> **What to produce**
Every line between the top of the data below and the line with "still referenced. See", both ends included, must be retyped exactly.

Recorded data
= = = = = = =

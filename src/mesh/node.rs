//! Node store.
//!
//! Nodes are the values attached to a mesh. A node is either a constraint
//! (a concrete vector of coefficients) or an unknown the solver has to
//! determine. Nodes live in an arena and are addressed by [`NodeId`]; the
//! store never deletes a single node on request, because only a scan of
//! every attachment slot can tell whether a node is still referenced. See
//! [`delete_unused_nodes`](crate::algo::delete_unused_nodes).

use nalgebra::DVector;

use super::index::{MeshIndex, NodeId};
use crate::error::{MeshError, Result};

/// The value held by a node.
#[derive(Debug, Clone, PartialEq)]
pub enum NodeValue {
    /// A free unknown, solved for by the consumer of the mesh.
    Unconstrained,
    /// A fixed value (Dirichlet constraint).
    Constraint(DVector<f64>),
}

impl NodeValue {
    /// Whether this value is a constraint.
    #[inline]
    pub fn is_constraint(&self) -> bool {
        matches!(self, NodeValue::Constraint(_))
    }

    /// The constraint value, if any.
    #[inline]
    pub fn as_constraint(&self) -> Option<&DVector<f64>> {
        match self {
            NodeValue::Constraint(v) => Some(v),
            NodeValue::Unconstrained => None,
        }
    }
}

impl From<DVector<f64>> for NodeValue {
    fn from(v: DVector<f64>) -> Self {
        NodeValue::Constraint(v)
    }
}

/// Arena of node values with a fixed coefficient count.
#[derive(Debug, Clone)]
pub struct NodeStore<I: MeshIndex = u32> {
    coeffs: usize,
    values: Vec<NodeValue>,
    _index: std::marker::PhantomData<I>,
}

impl<I: MeshIndex> NodeStore<I> {
    /// Create an empty store for values with `coeffs` coefficients.
    pub fn new(coeffs: usize) -> Self {
        Self {
            coeffs,
            values: Vec::new(),
            _index: std::marker::PhantomData,
        }
    }

    /// Number of coefficients of every constraint value.
    #[inline]
    pub fn coeffs(&self) -> usize {
        self.coeffs
    }

    /// Number of nodes in the store.
    #[inline]
    pub fn len(&self) -> usize {
        self.values.len()
    }

    /// Whether the store holds no node.
    #[inline]
    pub fn is_empty(&self) -> bool {
        self.values.is_empty()
    }

    /// Whether `node` names a node of this store.
    #[inline]
    pub fn contains(&self, node: NodeId<I>) -> bool {
        node.is_valid() && node.index() < self.values.len()
    }

    /// Iterate over all node handles.
    pub fn node_ids(&self) -> impl Iterator<Item = NodeId<I>> + '_ {
        (0..self.values.len()).map(NodeId::new)
    }

    /// Largest number of nodes the index type can address.
    #[inline]
    pub fn capacity(&self) -> usize {
        I::MAX.to_usize().saturating_add(1)
    }

    /// Add a node and return its handle.
    ///
    /// Fails with [`MeshError::CapacityExceeded`] once every handle of the
    /// index type is taken.
    pub fn add(&mut self, value: NodeValue) -> Result<NodeId<I>> {
        self.check_value(&value)?;
        self.check_capacity(1)?;
        Ok(self.push(value))
    }

    /// Add an unknown node.
    pub fn add_unknown(&mut self) -> Result<NodeId<I>> {
        self.add(NodeValue::Unconstrained)
    }

    /// Add a node whose size is known to match, with room known to be left.
    pub(crate) fn push(&mut self, value: NodeValue) -> NodeId<I> {
        debug_assert!(self.check_value(&value).is_ok());
        debug_assert!(self.values.len() < self.capacity());
        let id = NodeId::new(self.values.len());
        self.values.push(value);
        id
    }

    /// Fail unless `extra` more nodes fit.
    pub(crate) fn check_capacity(&self, extra: usize) -> Result<()> {
        let requested = self.values.len().saturating_add(extra);
        if requested > self.capacity() {
            return Err(MeshError::CapacityExceeded {
                what: "node",
                requested,
                capacity: self.capacity(),
            });
        }
        Ok(())
    }

    /// Read the value of a node.
    pub fn value(&self, node: NodeId<I>) -> Result<&NodeValue> {
        self.values
            .get(node.index())
            .filter(|_| node.is_valid())
            .ok_or_else(|| MeshError::invalid_handle("node", node.index()))
    }

    /// Overwrite the value of a node.
    pub fn set_value(&mut self, node: NodeId<I>, value: NodeValue) -> Result<()> {
        self.check_value(&value)?;
        if !self.contains(node) {
            return Err(MeshError::invalid_handle("node", node.index()));
        }
        self.values[node.index()] = value;
        Ok(())
    }

    #[inline]
    pub(crate) fn is_constraint_at(&self, node: NodeId<I>) -> bool {
        self.values
            .get(node.index())
            .is_some_and(NodeValue::is_constraint)
    }

    /// Whether two nodes carry the same value: the same handle, two equal
    /// constraints, or two unknowns.
    pub(crate) fn same_value(&self, a: NodeId<I>, b: NodeId<I>) -> bool {
        a == b || self.values[a.index()] == self.values[b.index()]
    }

    /// Keep the nodes flagged in `live`, in order, and return the old-to-new
    /// handle map. Dropped nodes map to an invalid handle.
    pub(crate) fn compact(&mut self, live: &[bool]) -> Vec<NodeId<I>> {
        debug_assert_eq!(live.len(), self.values.len());

        let mut remap = vec![NodeId::invalid(); self.values.len()];
        let mut kept = 0;
        for (old, &alive) in live.iter().enumerate() {
            if alive {
                remap[old] = NodeId::new(kept);
                self.values.swap(kept, old);
                kept += 1;
            }
        }
        self.values.truncate(kept);

        remap
    }

    fn check_value(&self, value: &NodeValue) -> Result<()> {
        match value {
            NodeValue::Constraint(v) if v.len() != self.coeffs => Err(MeshError::DimensionMismatch {
                what: "node value",
                expected: self.coeffs,
                actual: v.len(),
            }),
            _ => Ok(()),
        }
    }
}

= = = = = = =

> **Solution to this exercise**
filename src/mesh/node.rs
//! Node store.
//!
//! Nodes are the values attached to a mesh. A node is either a constraint
//! (a concrete vector of coefficients) or an unknown the solver has to
//! determine. Nodes live in an arena and are addressed by [`NodeId`]; the
//! store never deletes a single node on request, because only a scan of
//! every attachment slot can tell whether a node is still referenced. See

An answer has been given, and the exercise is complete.